During the trial, the jury listened to a tape recording of Kevin's confession to the murder of Clement and were shown a diagram of the crime scene drawn by him. This, accompanied by the fact that his fingerprints were found at the crime scene, convinced them that he was indeed guilty and he was subsequently convicted of raping and killing Clement on June 6, 1988. Deliberations began on May 24 of the following year, with jurors being deadlocked on whether he had killed Stolzy. Because of this, they voted 9-to-3 in favor of an acquittal in the Stolzy murder, due to a lack of evidence. In regards to the murder of Clement, Haley was sentenced to death in September of that year.

== Aftermath ==
=== Retrial and new conviction ===
Following his conviction, Kevin Haley was transferred to San Quentin State Prison's death row to await execution. After spending 16 years behind bars, he and his attorneys filed an appeal in 2004, arguing that the murder of Clement was accidental and that it constituted involuntary manslaughter. He also claimed that the interrogating officers had violated his Miranda rights, as they pressured him to confess under the threat of death and while he was under the influence of drugs. While the courts disagreed with a majority of the claims, Haley's death sentence was nonetheless overturned, and on August 27, 2004, he was granted a new trial. However, at the second trial, the District Attorney's Office refused to downgrade the charges to manslaughter and again charged Haley with first-degree murder. He was therefore found guilty yet again, and his death sentence was reinstated.

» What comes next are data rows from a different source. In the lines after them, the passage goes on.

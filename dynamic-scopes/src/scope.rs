//! The scope object published to the authorization server.

use crate::config::ScopeConfig;
use crate::error::{Error, Result};
use crate::host::Principal;
use crate::source::ConfigId;
use arc_swap::{ArcSwap, Guard};
use chrono::{DateTime, Utc};
use serde::Serialize;
use std::sync::Arc;

/// Token endpoint advertised by every dynamic scope
pub const TOKEN_ENDPOINT: &str = "/oauth/token";

/// Prefix of the human-readable scope description
pub const DESCRIPTION_PREFIX: &str = "Dynamic OAuth Configuration for ";

/// Capability set the authorization server consults during token issuance,
/// introspection and consent rendering.
pub trait Scope: Send + Sync {
    /// OAuth scope identifier
    fn name(&self) -> Result<String>;

    /// Repository privileges granted by holding this scope
    fn privileges(&self) -> Result<Vec<String>>;

    /// Content-tree path the scope authorizes.
    ///
    /// `user` allows per-principal resolution; dynamic scopes ignore it.
    fn resource_path(&self, user: Option<&Principal>) -> Result<String>;

    /// Token endpoint path
    fn endpoint(&self) -> &str;

    /// Human-readable description.
    ///
    /// `request` allows descriptions to vary per HTTP context; dynamic
    /// scopes ignore it.
    fn description(&self, request: Option<&http::request::Parts>) -> Result<String>;

    /// Every query answered from one consistent record.
    ///
    /// Hosts rendering several fields together use this instead of the
    /// individual queries, which may straddle a reconfiguration.
    fn details(
        &self,
        user: Option<&Principal>,
        request: Option<&http::request::Parts>,
    ) -> Result<ScopeDetails>;
}

/// All query answers of a scope, taken from a single record
#[derive(Debug, Clone, PartialEq, Eq, Serialize)]
#[serde(rename_all = "camelCase")]
pub struct ScopeDetails {
    pub name: String,
    pub privileges: Vec<String>,
    pub resource_path: String,
    pub endpoint: String,
    pub description: String,
    pub revision: u64,
    pub modified_at: DateTime<Utc>,
}

/// Lifecycle of a [`DynamicScope`]
#[derive(Debug, Clone)]
pub enum ScopeState {
    /// Created, no configuration loaded yet
    Unconfigured,
    /// Serving queries from the current record
    Active(ActiveScope),
    /// Withdrawn by the configuration source. Terminal.
    Retired,
}

/// Current record of an active scope plus bookkeeping
#[derive(Debug, Clone, PartialEq, Eq)]
pub struct ActiveScope {
    pub config: Arc<ScopeConfig>,
    /// Starts at 1 on activation, incremented by every replacement
    pub revision: u64,
    pub modified_at: DateTime<Utc>,
}

impl ActiveScope {
    pub fn description(&self) -> String {
        format!("{}{}", DESCRIPTION_PREFIX, self.config.scope_name())
    }
}

/// A scope whose definition comes from one factory configuration.
///
/// The whole lifecycle lives in one atomically swapped cell: readers do a
/// single wait-free load and always see one complete record.
pub struct DynamicScope {
    config_id: ConfigId,
    state: ArcSwap<ScopeState>,
}

impl DynamicScope {
    pub fn new(config_id: impl Into<ConfigId>) -> Self {
        Self {
            config_id: config_id.into(),
            state: ArcSwap::from_pointee(ScopeState::Unconfigured),
        }
    }

    pub fn config_id(&self) -> &str {
        &self.config_id
    }

    /// Load `config` and start answering queries from it.
    pub fn activate(&self, config: ScopeConfig) -> Result<()> {
        let active = self.replace(config)?;
        tracing::info!(
            config_id = %self.config_id,
            scope = %active.config.scope_name(),
            resource_path = %active.config.resource_path(),
            privileges = ?active.config.required_privileges(),
            "activated dynamic OAuth scope"
        );
        Ok(())
    }

    /// Wholesale replacement of the current record.
    pub fn modify(&self, config: ScopeConfig) -> Result<()> {
        let active = self.replace(config)?;
        tracing::info!(
            config_id = %self.config_id,
            scope = %active.config.scope_name(),
            resource_path = %active.config.resource_path(),
            privileges = ?active.config.required_privileges(),
            revision = active.revision,
            "modified dynamic OAuth scope"
        );
        Ok(())
    }

    /// Retire the scope. Every later query fails with `NotConfigured`.
    ///
    /// Returns the record that was active, if any.
    pub fn deactivate(&self) -> Option<Arc<ScopeConfig>> {
        let previous = self.state.swap(Arc::new(ScopeState::Retired));
        match previous.as_ref() {
            ScopeState::Active(active) => {
                tracing::info!(
                    config_id = %self.config_id,
                    scope = %active.config.scope_name(),
                    "retired dynamic OAuth scope"
                );
                Some(active.config.clone())
            }
            _ => None,
        }
    }

    /// The complete current record, for hosts that read several fields.
    pub fn snapshot(&self) -> Result<Arc<ScopeConfig>> {
        self.active().map(|active| active.config.clone())
    }

    /// Lifecycle state including the revision and modification time.
    pub fn status(&self) -> Arc<ScopeState> {
        self.state.load_full()
    }

    fn active(&self) -> Result<ActiveScope> {
        match &**self.state.load() {
            ScopeState::Active(active) => Ok(active.clone()),
            ScopeState::Unconfigured | ScopeState::Retired => Err(Error::NotConfigured),
        }
    }

    pub fn is_active(&self) -> bool {
        matches!(**self.state.load(), ScopeState::Active(_))
    }

    fn replace(&self, config: ScopeConfig) -> Result<ActiveScope> {
        let config = Arc::new(config);
        let next = self.transition(|current| match current {
            ScopeState::Retired => Err(Error::NotConfigured),
            ScopeState::Unconfigured => Ok(ScopeState::Active(ActiveScope {
                config: config.clone(),
                revision: 1,
                modified_at: Utc::now(),
            })),
            ScopeState::Active(active) => Ok(ScopeState::Active(ActiveScope {
                config: config.clone(),
                revision: active.revision + 1,
                modified_at: Utc::now(),
            })),
        })?;

        match next.as_ref() {
            ScopeState::Active(active) => Ok(active.clone()),
            _ => Err(Error::NotConfigured),
        }
    }

    /// Compare-and-swap retry loop; a concurrent retirement is never undone.
    fn transition<F>(&self, f: F) -> Result<Arc<ScopeState>>
    where
        F: Fn(&ScopeState) -> Result<ScopeState>,
    {
        let mut current = self.state.load_full();
        loop {
            let next = Arc::new(f(&current)?);
            let previous = self.state.compare_and_swap(&current, next.clone());
            if Arc::ptr_eq(&*previous, &current) {
                return Ok(next);
            }
            current = Guard::into_inner(previous);
        }
    }
}

impl std::fmt::Debug for DynamicScope {
    fn fmt(&self, f: &mut std::fmt::Formatter<'_>) -> std::fmt::Result {
        f.debug_struct("DynamicScope")
            .field("config_id", &self.config_id)
            .field("state", &self.state.load_full())
            .finish()
    }
}

impl Scope for DynamicScope {
    fn name(&self) -> Result<String> {
        Ok(self.snapshot()?.scope_name().to_string())
    }

    fn privileges(&self) -> Result<Vec<String>> {
        Ok(self.snapshot()?.required_privileges().to_vec())
    }

    fn resource_path(&self, _user: Option<&Principal>) -> Result<String> {
        Ok(self.snapshot()?.resource_path().to_string())
    }

    fn endpoint(&self) -> &str {
        TOKEN_ENDPOINT
    }

    fn description(&self, _request: Option<&http::request::Parts>) -> Result<String> {
        Ok(self.active()?.description())
    }

    fn details(
        &self,
        _user: Option<&Principal>,
        _request: Option<&http::request::Parts>,
    ) -> Result<ScopeDetails> {
        let active = self.active()?;
        Ok(ScopeDetails {
            name: active.config.scope_name().to_string(),
            privileges: active.config.required_privileges().to_vec(),
            resource_path: active.config.resource_path().to_string(),
            endpoint: TOKEN_ENDPOINT.to_string(),
            description: active.description(),
            revision: active.revision,
            modified_at: active.modified_at,
        })
    }
}

#[cfg(test)]
mod tests {
    use super::*;

    fn config(name: &str, path: &str) -> ScopeConfig {
        ScopeConfig::new(name, path).unwrap()
    }

    #[test]
    fn test_unconfigured_queries_fail() {
        let scope = DynamicScope::new("pid-1");

        assert_eq!(scope.name(), Err(Error::NotConfigured));
        assert_eq!(scope.privileges(), Err(Error::NotConfigured));
        assert_eq!(scope.resource_path(None), Err(Error::NotConfigured));
        assert_eq!(scope.description(None), Err(Error::NotConfigured));
        assert_eq!(scope.details(None, None), Err(Error::NotConfigured));
        assert_eq!(scope.endpoint(), TOKEN_ENDPOINT);
        assert!(!scope.is_active());
    }

    #[test]
    fn test_activate_answers_queries() {
        let scope = DynamicScope::new("pid-1");
        scope
            .activate(
                config("content.read", "/content/site")
                    .with_privileges(["jcr:read", "jcr:write"])
                    .unwrap(),
            )
            .unwrap();

        let user = Principal::new("alice");
        assert_eq!(scope.name().unwrap(), "content.read");
        assert_eq!(scope.privileges().unwrap(), ["jcr:read", "jcr:write"]);
        assert_eq!(scope.resource_path(Some(&user)).unwrap(), "/content/site");
        assert_eq!(scope.resource_path(None).unwrap(), "/content/site");
        assert_eq!(
            scope.description(None).unwrap(),
            "Dynamic OAuth Configuration for content.read"
        );
        assert_eq!(scope.endpoint(), "/oauth/token");
    }

    #[test]
    fn test_description_ignores_request() {
        let scope = DynamicScope::new("pid-1");
        scope.activate(config("basic", "/content")).unwrap();

        let (parts, _) = http::Request::builder()
            .uri("/oauth/authorize?scope=basic")
            .body(())
            .unwrap()
            .into_parts();
        assert_eq!(
            scope.description(Some(&parts)).unwrap(),
            scope.description(None).unwrap()
        );
    }

    #[test]
    fn test_modify_replaces_record_and_bumps_revision() {
        let scope = DynamicScope::new("pid-1");
        scope.activate(config("a", "/one")).unwrap();
        scope.modify(config("a", "/two")).unwrap();
        scope.modify(config("b", "/three")).unwrap();

        assert_eq!(scope.name().unwrap(), "b");
        assert_eq!(scope.resource_path(None).unwrap(), "/three");
        match scope.status().as_ref() {
            ScopeState::Active(active) => assert_eq!(active.revision, 3),
            other => panic!("expected active scope, got {other:?}"),
        }
    }

    #[test]
    fn test_details_come_from_one_record() {
        let scope = DynamicScope::new("pid-1");
        let before = Utc::now();
        scope.activate(config("a", "/one")).unwrap();
        scope
            .modify(config("b", "/two").with_privileges(["jcr:write"]).unwrap())
            .unwrap();

        let details = scope.details(None, None).unwrap();
        assert_eq!(details.name, "b");
        assert_eq!(details.privileges, ["jcr:write"]);
        assert_eq!(details.resource_path, "/two");
        assert_eq!(details.endpoint, TOKEN_ENDPOINT);
        assert_eq!(details.description, "Dynamic OAuth Configuration for b");
        assert_eq!(details.revision, 2);
        assert!(details.modified_at >= before);

        match scope.status().as_ref() {
            ScopeState::Active(active) => assert_eq!(active.modified_at, details.modified_at),
            other => panic!("expected active scope, got {other:?}"),
        }
    }

    #[test]
    fn test_modification_time_advances() {
        let scope = DynamicScope::new("pid-1");
        scope.activate(config("a", "/one")).unwrap();
        let first = scope.details(None, None).unwrap().modified_at;
        scope.modify(config("a", "/two")).unwrap();

        assert!(scope.details(None, None).unwrap().modified_at >= first);
    }

    #[test]
    fn test_retired_is_terminal() {
        let scope = DynamicScope::new("pid-1");
        scope.activate(config("a", "/one")).unwrap();

        let last = scope.deactivate().unwrap();
        assert_eq!(last.scope_name(), "a");

        assert_eq!(scope.name(), Err(Error::NotConfigured));
        assert_eq!(scope.snapshot(), Err(Error::NotConfigured));
        assert_eq!(scope.modify(config("a", "/two")), Err(Error::NotConfigured));
        assert_eq!(scope.activate(config("a", "/two")), Err(Error::NotConfigured));
        assert!(matches!(scope.status().as_ref(), ScopeState::Retired));
        assert!(scope.deactivate().is_none());
    }

    #[test]
    fn test_usable_as_trait_object() {
        let scope = Arc::new(DynamicScope::new("pid-1"));
        scope.activate(config("basic", "/content")).unwrap();

        let published: Arc<dyn Scope> = scope;
        assert_eq!(published.name().unwrap(), "basic");
    }
}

In the early 2010s, DNA testing was conducted on biological traces found on the body of Laverne Stolzy. The results showed a match to the genotypic profile of Kevin Haley, after which the District Attorney's Office filed an appeal to overturn his acquittal, which was granted. In 2014, Haley was extradited to Los Angeles to face trial for the murder of Stolzy, and on October 8, he was found guilty and received a second death sentence. At the trial, Haley decided to represent himself, but presented no mitigating evidence, pleaded not guilty and did not make a closing argument during the penalty phase, due to which the jury rejected the option of life imprisonment without parole. There were also plans to charge him with the murder of Jodie Samuels and the assault of Wilma Gelber, who had been shot 75 minutes prior to the murder of Samuels – it was later determined that both had been shot with the same weapon. However, as said weapon was never found and a witness to the murder of Samuels could not positively identify Haley as her killer, he was never charged in either case.

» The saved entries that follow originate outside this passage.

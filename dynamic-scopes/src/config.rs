use crate::error::{Error, Result};
use serde::{Deserialize, Serialize};
use serde_json::{Map, Value};

/// Key-value bag delivered by the configuration source for one scope.
pub type ConfigProperties = Map<String, Value>;

/// Option key for the OAuth scope identifier
pub const SCOPE_NAME: &str = "scopeName";
/// Option key for the content-tree path the scope covers
pub const RESOURCE_PATH: &str = "resourcePath";
/// Option key for the privileges granted by the scope
pub const REQUIRED_PRIVILEGES: &str = "requiredPrivileges";

/// Privilege materialized when `requiredPrivileges` is not set
pub const DEFAULT_PRIVILEGE: &str = "jcr:read";

const KNOWN_KEYS: [&str; 3] = [SCOPE_NAME, RESOURCE_PATH, REQUIRED_PRIVILEGES];

/// Declarative description of one OAuth scope.
///
/// Every construction path validates, so a `ScopeConfig` always has a
/// non-empty name, a non-empty resource path and at least one privilege.
/// Values are stored trimmed.
#[derive(Debug, Clone, PartialEq, Eq, Serialize, Deserialize)]
#[serde(rename_all = "camelCase", try_from = "RawScopeConfig")]
pub struct ScopeConfig {
    scope_name: String,
    resource_path: String,
    required_privileges: Vec<String>,
}

/// Unvalidated shape of the key-value bag
#[derive(Debug, Deserialize)]
#[serde(rename_all = "camelCase")]
struct RawScopeConfig {
    scope_name: Option<String>,
    resource_path: Option<String>,
    required_privileges: Option<Privileges>,
}

/// Factory configuration bags store single-valued arrays as a plain string.
#[derive(Debug, Deserialize)]
#[serde(untagged)]
enum Privileges {
    One(String),
    Many(Vec<String>),
}

impl ScopeConfig {
    /// Create a configuration with the default `["jcr:read"]` privileges.
    pub fn new(scope_name: impl Into<String>, resource_path: impl Into<String>) -> Result<Self> {
        RawScopeConfig {
            scope_name: Some(scope_name.into()),
            resource_path: Some(resource_path.into()),
            required_privileges: None,
        }
        .try_into()
    }

    /// Replace the privilege list.
    pub fn with_privileges<I, S>(self, privileges: I) -> Result<Self>
    where
        I: IntoIterator<Item = S>,
        S: Into<String>,
    {
        RawScopeConfig {
            scope_name: Some(self.scope_name),
            resource_path: Some(self.resource_path),
            required_privileges: Some(Privileges::Many(
                privileges.into_iter().map(Into::into).collect(),
            )),
        }
        .try_into()
    }

    /// Build a configuration from the key-value bag delivered by a
    /// configuration source. Unknown keys are ignored.
    pub fn from_properties(properties: &ConfigProperties) -> Result<Self> {
        for key in properties.keys() {
            if !KNOWN_KEYS.contains(&key.as_str()) {
                tracing::debug!(key = %key, "ignoring unrecognized scope configuration key");
            }
        }

        let raw: RawScopeConfig = serde_json::from_value(Value::Object(properties.clone()))
            .map_err(|e| Error::invalid(e.to_string()))?;
        raw.try_into()
    }

    /// Render this configuration back into its key-value form.
    pub fn to_properties(&self) -> ConfigProperties {
        let mut properties = ConfigProperties::new();
        properties.insert(SCOPE_NAME.into(), Value::from(self.scope_name.as_str()));
        properties.insert(RESOURCE_PATH.into(), Value::from(self.resource_path.as_str()));
        properties.insert(
            REQUIRED_PRIVILEGES.into(),
            Value::from(self.required_privileges.clone()),
        );
        properties
    }

    pub fn scope_name(&self) -> &str {
        &self.scope_name
    }

    pub fn resource_path(&self) -> &str {
        &self.resource_path
    }

    pub fn required_privileges(&self) -> &[String] {
        &self.required_privileges
    }
}

impl TryFrom<RawScopeConfig> for ScopeConfig {
    type Error = Error;

    fn try_from(raw: RawScopeConfig) -> Result<Self> {
        let scope_name = required(SCOPE_NAME, raw.scope_name)?;
        let resource_path = required(RESOURCE_PATH, raw.resource_path)?;

        let required_privileges = match raw.required_privileges {
            None => vec![DEFAULT_PRIVILEGE.to_string()],
            Some(Privileges::One(privilege)) => vec![privilege],
            Some(Privileges::Many(privileges)) => privileges,
        };
        if required_privileges.is_empty() {
            return Err(Error::invalid(format!(
                "{REQUIRED_PRIVILEGES} must contain at least one privilege"
            )));
        }
        let required_privileges = required_privileges
            .into_iter()
            .map(|p| required(REQUIRED_PRIVILEGES, Some(p)))
            .collect::<Result<Vec<_>>>()?;

        Ok(Self {
            scope_name,
            resource_path,
            required_privileges,
        })
    }
}

fn required(key: &str, value: Option<String>) -> Result<String> {
    match value.as_deref().map(str::trim) {
        Some(v) if !v.is_empty() => Ok(v.to_string()),
        Some(_) => Err(Error::invalid(format!("{key} must not be empty"))),
        None => Err(Error::invalid(format!("{key} is required"))),
    }
}

#[cfg(test)]
mod tests {
    use super::*;
    use serde_json::json;

    fn props(value: Value) -> ConfigProperties {
        value.as_object().cloned().unwrap()
    }

    #[test]
    fn test_from_properties_full() {
        let config = ScopeConfig::from_properties(&props(json!({
            "scopeName": "content.read",
            "resourcePath": "/content/site",
            "requiredPrivileges": ["jcr:read", "jcr:write"],
        })))
        .unwrap();

        assert_eq!(config.scope_name(), "content.read");
        assert_eq!(config.resource_path(), "/content/site");
        assert_eq!(config.required_privileges(), ["jcr:read", "jcr:write"]);
    }

    #[test]
    fn test_default_privileges() {
        let config = ScopeConfig::from_properties(&props(json!({
            "scopeName": "basic",
            "resourcePath": "/content",
        })))
        .unwrap();
        assert_eq!(config.required_privileges(), [DEFAULT_PRIVILEGE]);

        let config = ScopeConfig::from_properties(&props(json!({
            "scopeName": "basic",
            "resourcePath": "/content",
            "requiredPrivileges": null,
        })))
        .unwrap();
        assert_eq!(config.required_privileges(), [DEFAULT_PRIVILEGE]);
    }

    #[test]
    fn test_single_string_privilege() {
        let config = ScopeConfig::from_properties(&props(json!({
            "scopeName": "writer",
            "resourcePath": "/content",
            "requiredPrivileges": "jcr:write",
        })))
        .unwrap();
        assert_eq!(config.required_privileges(), ["jcr:write"]);
    }

    #[test]
    fn test_duplicate_privileges_kept_in_order() {
        let config = ScopeConfig::new("dup", "/content")
            .unwrap()
            .with_privileges(["jcr:write", "jcr:read", "jcr:write"])
            .unwrap();
        assert_eq!(
            config.required_privileges(),
            ["jcr:write", "jcr:read", "jcr:write"]
        );
    }

    #[test]
    fn test_rejects_empty_values() {
        let cases = [
            json!({ "scopeName": "", "resourcePath": "/x" }),
            json!({ "scopeName": "   ", "resourcePath": "/x" }),
            json!({ "scopeName": "a", "resourcePath": "" }),
            json!({ "resourcePath": "/x" }),
            json!({ "scopeName": "a" }),
            json!({ "scopeName": "a", "resourcePath": "/x", "requiredPrivileges": [] }),
            json!({ "scopeName": "a", "resourcePath": "/x", "requiredPrivileges": ["jcr:read", " "] }),
            json!({ "scopeName": 7, "resourcePath": "/x" }),
        ];

        for case in cases {
            let err = ScopeConfig::from_properties(&props(case.clone())).unwrap_err();
            assert!(
                matches!(err, Error::InvalidConfiguration(_)),
                "expected InvalidConfiguration for {case}, got {err:?}"
            );
        }
    }

    #[test]
    fn test_values_are_trimmed() {
        let config = ScopeConfig::new("  spaced ", " /content ").unwrap();
        assert_eq!(config.scope_name(), "spaced");
        assert_eq!(config.resource_path(), "/content");
    }

    #[test]
    fn test_unknown_keys_ignored() {
        let config = ScopeConfig::from_properties(&props(json!({
            "service.pid": "com.example.DynamicScope~pid-1",
            "scopeName": "basic",
            "resourcePath": "/content",
        })))
        .unwrap();
        assert_eq!(config.scope_name(), "basic");
    }

    #[test]
    fn test_properties_round_trip() {
        let config = ScopeConfig::new("content.read", "/content/site").unwrap();
        let properties = config.to_properties();
        assert_eq!(properties[SCOPE_NAME], json!("content.read"));
        assert_eq!(properties[REQUIRED_PRIVILEGES], json!(["jcr:read"]));
        assert_eq!(ScopeConfig::from_properties(&properties).unwrap(), config);
    }

    #[test]
    fn test_deserialize_validates() {
        let err = serde_json::from_value::<ScopeConfig>(json!({
            "scopeName": "",
            "resourcePath": "/x",
        }))
        .unwrap_err();
        assert!(err.to_string().contains("scopeName must not be empty"));
    }
}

As of June 2026, both brothers remain incarcerated – Kevin Haley is at the Calipatria State Prison, while Reginald is at the California Health Care Facility. In February 2019, after serving more than 31 years in prison, Reginald Haley applied for parole, but was denied and barred from applying until 2022. In February of that year, he filed a second application, but was denied yet again and remains behind bars.